The only thing we can do now is wait on the Innocence Project‘s findings of the physical evidence to see if this sheds any new light on the situation. If Jay’s retelling is correct, Adnan’s DNA should have been left at the scene (an eyelash, hair, etc.). Only time will tell.
I’d like to close with these three thoughts that all Serial fans should keep in mind while we theorize. It can be fun to try to solve the mystery, but we should not forget that this is a real story with real people; not fiction.
- Hae Min Lee is a real human being who lost her life. We should have respect for her (and her family) and find out who did harm to her so they can be brought to justice.
- Adnan Syed is a real human being who may be falsely accused of a crime he didn’t commit. If he did and it can be proven, he deserves to be where he is.
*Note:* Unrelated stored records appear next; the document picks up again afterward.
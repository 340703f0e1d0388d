//! Tool catalog — builds the tool set exposed to the model at each step
//! and dispatches tool calls to built-ins, meta-tools, or the sandbox.

use std::collections::HashSet;

use serde_json::Value;

use envoy_domain::tool::ToolDefinition;
use envoy_store::model::CustomToolRow;

use crate::runtime::meta_tools;
use crate::state::AppState;

// ━━━━━━━━━━━━━━━━━━━━━━━━━━━━━━━━━━━━━━━━━━━━━━━━━━━━━━━━━━━━━━━━━━
// Definitions
// ━━━━━━━━━━━━━━━━━━━━━━━━━━━━━━━━━━━━━━━━━━━━━━━━━━━━━━━━━━━━━━━━━━

/// The static half of the catalog: built-ins plus meta-tools.
pub fn static_tool_definitions(state: &AppState) -> Vec<ToolDefinition> {
    let mut defs = builtin_defs(state);
    defs.extend(meta_tools::definitions());
    defs
}

/// Build the full tool set for one model step: built-ins, meta-tools,
/// then enabled custom and integration tools from the store.
pub async fn load_tool_definitions(state: &AppState) -> Vec<ToolDefinition> {
    let mut defs = static_tool_definitions(state);

    let reserved: HashSet<String> = defs.iter().map(|d| d.name.clone()).collect();

    match state.store.list_enabled_standalone_tools().await {
        Ok(tools) => {
            for tool in tools {
                push_dynamic_def(&mut defs, &reserved, &format!("custom_{}", tool.name), &tool);
            }
        }
        Err(e) => tracing::warn!(error = %e, "failed to load standalone tools"),
    }

    match state.store.list_enabled_integration_tools().await {
        Ok(tools) => {
            for (integration, tool) in tools {
                push_dynamic_def(
                    &mut defs,
                    &reserved,
                    &format!("{integration}_{}", tool.name),
                    &tool,
                );
            }
        }
        Err(e) => tracing::warn!(error = %e, "failed to load integration tools"),
    }

    defs
}

fn push_dynamic_def(
    defs: &mut Vec<ToolDefinition>,
    reserved: &HashSet<String>,
    exposed: &str,
    tool: &CustomToolRow,
) {
    // Collisions resolve in favor of the built-in.
    if reserved.contains(exposed) {
        tracing::warn!(tool = exposed, "dynamic tool shadows a built-in, skipping");
        return;
    }
    let Some(parameters) = normalize_schema(&tool.input_schema, exposed) else {
        return;
    };
    defs.push(ToolDefinition {
        name: exposed.to_string(),
        description: tool.description.clone(),
        parameters,
    });
}

/// Parse and salvage a stored input schema.
///
/// Tool schemas originate from model text and may be imperfect: a root
/// that is not an object (or an object missing `type`) is normalized
/// rather than dropped. Only an outright parse failure omits the tool.
pub fn normalize_schema(raw: &str, exposed: &str) -> Option<Value> {
    let parsed: Value = match serde_json::from_str(raw) {
        Ok(v) => v,
        Err(e) => {
            tracing::warn!(tool = exposed, error = %e, "unparseable input schema, omitting tool");
            return None;
        }
    };

    match parsed {
        Value::Object(mut obj) => {
            if !obj.contains_key("type") {
                tracing::warn!(tool = exposed, "schema missing root type, normalizing to object");
                obj.insert("type".into(), Value::String("object".into()));
            }
            Some(Value::Object(obj))
        }
        other => {
            tracing::warn!(
                tool = exposed,
                found = %other,
                "schema root is not an object, normalizing"
            );
            Some(serde_json::json!({"type": "object"}))
        }
    }
}

fn builtin_defs(state: &AppState) -> Vec<ToolDefinition> {
    let mut defs = vec![
        ToolDefinition {
            name: "read_file".into(),
            description: "Read a file from the workspace. The path is relative to the workspace root.".into(),
            parameters: serde_json::json!({
                "type": "object",
                "properties": {
                    "path": { "type": "string", "description": "Relative path of the file" }
                },
                "required": ["path"]
            }),
        },
        ToolDefinition {
            name: "write_file".into(),
            description: "Write a file in the workspace, creating parent directories as needed.".into(),
            parameters: serde_json::json!({
                "type": "object",
                "properties": {
                    "path": { "type": "string", "description": "Relative path of the file" },
                    "content": { "type": "string", "description": "Full file content" }
                },
                "required": ["path", "content"]
            }),
        },
        ToolDefinition {
            name: "list_dir".into(),
            description: "List a workspace directory.".into(),
            parameters: serde_json::json!({
                "type": "object",
                "properties": {
                    "path": { "type": "string", "description": "Relative directory path (default '.')" }
                }
            }),
        },
    ];

    if state.config.shell_enabled {
        defs.push(ToolDefinition {
            name: "run_command".into(),
            description: "Run a shell command and return its output.".into(),
            parameters: serde_json::json!({
                "type": "object",
                "properties": {
                    "command": { "type": "string", "description": "Shell command to execute" },
                    "timeout_sec": { "type": "integer", "description": "Hard timeout in seconds" }
                },
                "required": ["command"]
            }),
        });
    }

    defs
}

// ━━━━━━━━━━━━━━━━━━━━━━━━━━━━━━━━━━━━━━━━━━━━━━━━━━━━━━━━━━━━━━━━━━
// Dispatch
// ━━━━━━━━━━━━━━━━━━━━━━━━━━━━━━━━━━━━━━━━━━━━━━━━━━━━━━━━━━━━━━━━━━

/// Dispatch a single tool call. Returns `(result, is_error)` — failure is
/// data handed back to the model, never a thrown error.
pub async fn dispatch_tool(state: &AppState, tool_name: &str, arguments: &Value) -> (String, bool) {
    match tool_name {
        "read_file" => dispatch_read_file(state, arguments).await,
        "write_file" => dispatch_write_file(state, arguments).await,
        "list_dir" => dispatch_list_dir(state, arguments).await,
        "run_command" if state.config.shell_enabled => dispatch_run_command(arguments).await,
        _ => {
            if let Some(result) = meta_tools::dispatch(state, tool_name, arguments).await {
                return result;
            }
            dispatch_dynamic(state, tool_name, arguments).await
        }
    }
}

async fn dispatch_read_file(state: &AppState, arguments: &Value) -> (String, bool) {
    let req: envoy_tools::file_ops::FileReadRequest =
        match serde_json::from_value(arguments.clone()) {
            Ok(r) => r,
            Err(e) => return (format!("invalid read_file arguments: {e}"), true),
        };
    match envoy_tools::file_ops::file_read(&state.config.tools_fs_root, req).await {
        Ok(v) => (v["content"].as_str().unwrap_or_default().to_string(), false),
        Err(e) => (e, true),
    }
}

async fn dispatch_write_file(state: &AppState, arguments: &Value) -> (String, bool) {
    let req: envoy_tools::file_ops::FileWriteRequest =
        match serde_json::from_value(arguments.clone()) {
            Ok(r) => r,
            Err(e) => return (format!("invalid write_file arguments: {e}"), true),
        };
    match envoy_tools::file_ops::file_write(&state.config.tools_fs_root, req).await {
        Ok(v) => (v.to_string(), false),
        Err(e) => (e, true),
    }
}

async fn dispatch_list_dir(state: &AppState, arguments: &Value) -> (String, bool) {
    let req: envoy_tools::file_ops::FileListRequest =
        match serde_json::from_value(arguments.clone()) {
            Ok(r) => r,
            Err(e) => return (format!("invalid list_dir arguments: {e}"), true),
        };
    match envoy_tools::file_ops::file_list(&state.config.tools_fs_root, req).await {
        Ok(v) => (serde_json::to_string_pretty(&v).unwrap_or_else(|_| v.to_string()), false),
        Err(e) => (e, true),
    }
}

async fn dispatch_run_command(arguments: &Value) -> (String, bool) {
    let req: envoy_tools::shell::ShellRequest = match serde_json::from_value(arguments.clone()) {
        Ok(r) => r,
        Err(e) => return (format!("invalid run_command arguments: {e}"), true),
    };
    match envoy_tools::shell::run_command(req).await {
        Ok(v) => (serde_json::to_string_pretty(&v).unwrap_or_else(|_| v.to_string()), false),
        Err(e) => (e, true),
    }
}

/// Route a `custom_<name>` or `<integration>_<name>` call into the
/// sandbox with the stored body.
async fn dispatch_dynamic(state: &AppState, tool_name: &str, arguments: &Value) -> (String, bool) {
    match resolve_dynamic(state, tool_name).await {
        Ok(tool) => {
            let result = state.sandbox.execute(&tool.code, arguments.clone()).await;
            let is_error = result.starts_with("Error");
            (result, is_error)
        }
        Err(message) => (message, true),
    }
}

async fn resolve_dynamic(state: &AppState, tool_name: &str) -> Result<CustomToolRow, String> {
    if let Some(name) = tool_name.strip_prefix("custom_") {
        let tool = state
            .store
            .get_tool_by_name(name)
            .await
            .map_err(|e| format!("Error: tool lookup failed: {e}"))?;
        return match tool {
            Some(t) if t.enabled && t.integration_id.is_none() => Ok(t),
            _ => Err(format!("Unknown tool: '{tool_name}'")),
        };
    }

    // Integration tools are exposed as `<integration>_<tool>`.
    let integrations = state
        .store
        .list_integrations()
        .await
        .map_err(|e| format!("Error: integration lookup failed: {e}"))?;

    for integration in integrations.iter().filter(|i| i.enabled) {
        let prefix = format!("{}_", integration.name);
        if let Some(name) = tool_name.strip_prefix(&prefix) {
            let tool = state
                .store
                .get_tool_by_name(name)
                .await
                .map_err(|e| format!("Error: tool lookup failed: {e}"))?;
            if let Some(t) = tool {
                if t.enabled && t.integration_id.as_deref() == Some(integration.id.as_str()) {
                    return Ok(t);
                }
            }
        }
    }

    Err(format!("Unknown tool: '{tool_name}'"))
}

#[cfg(test)]
mod tests {
    use super::*;

    #[test]
    fn normalize_keeps_well_formed_schema() {
        let raw = r#"{"type":"object","properties":{"q":{"type":"string"}},"required":["q"]}"#;
        let schema = normalize_schema(raw, "t").unwrap();
        assert_eq!(schema["type"], "object");
        assert_eq!(schema["properties"]["q"]["type"], "string");
    }

    #[test]
    fn normalize_inserts_missing_type() {
        let raw = r#"{"properties":{"q":{"type":"string"}}}"#;
        let schema = normalize_schema(raw, "t").unwrap();
        assert_eq!(schema["type"], "object");
        // Properties survive the salvage.
        assert_eq!(schema["properties"]["q"]["type"], "string");
    }

    #[test]
    fn normalize_rejects_array_root() {
        let schema = normalize_schema(r#"[1,2,3]"#, "t").unwrap();
        assert_eq!(schema, serde_json::json!({"type": "object"}));
    }

    #[test]
    fn normalize_omits_unparseable() {
        assert!(normalize_schema("not json {", "t").is_none());
    }
}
However, if he’s innocent, he deserves to be released from prison to live his life.
- Jay Wilds is a real human being trying to live his life. We shouldn’t drag his name through the mud with wild theories that aren’t backed up with solid evidence. We have nothing to suspect he was more involved than he admits to, so let’s not ruin his life over this story.
So, let’s theorize, but remember to tread lightly and have respect for the real human beings involved.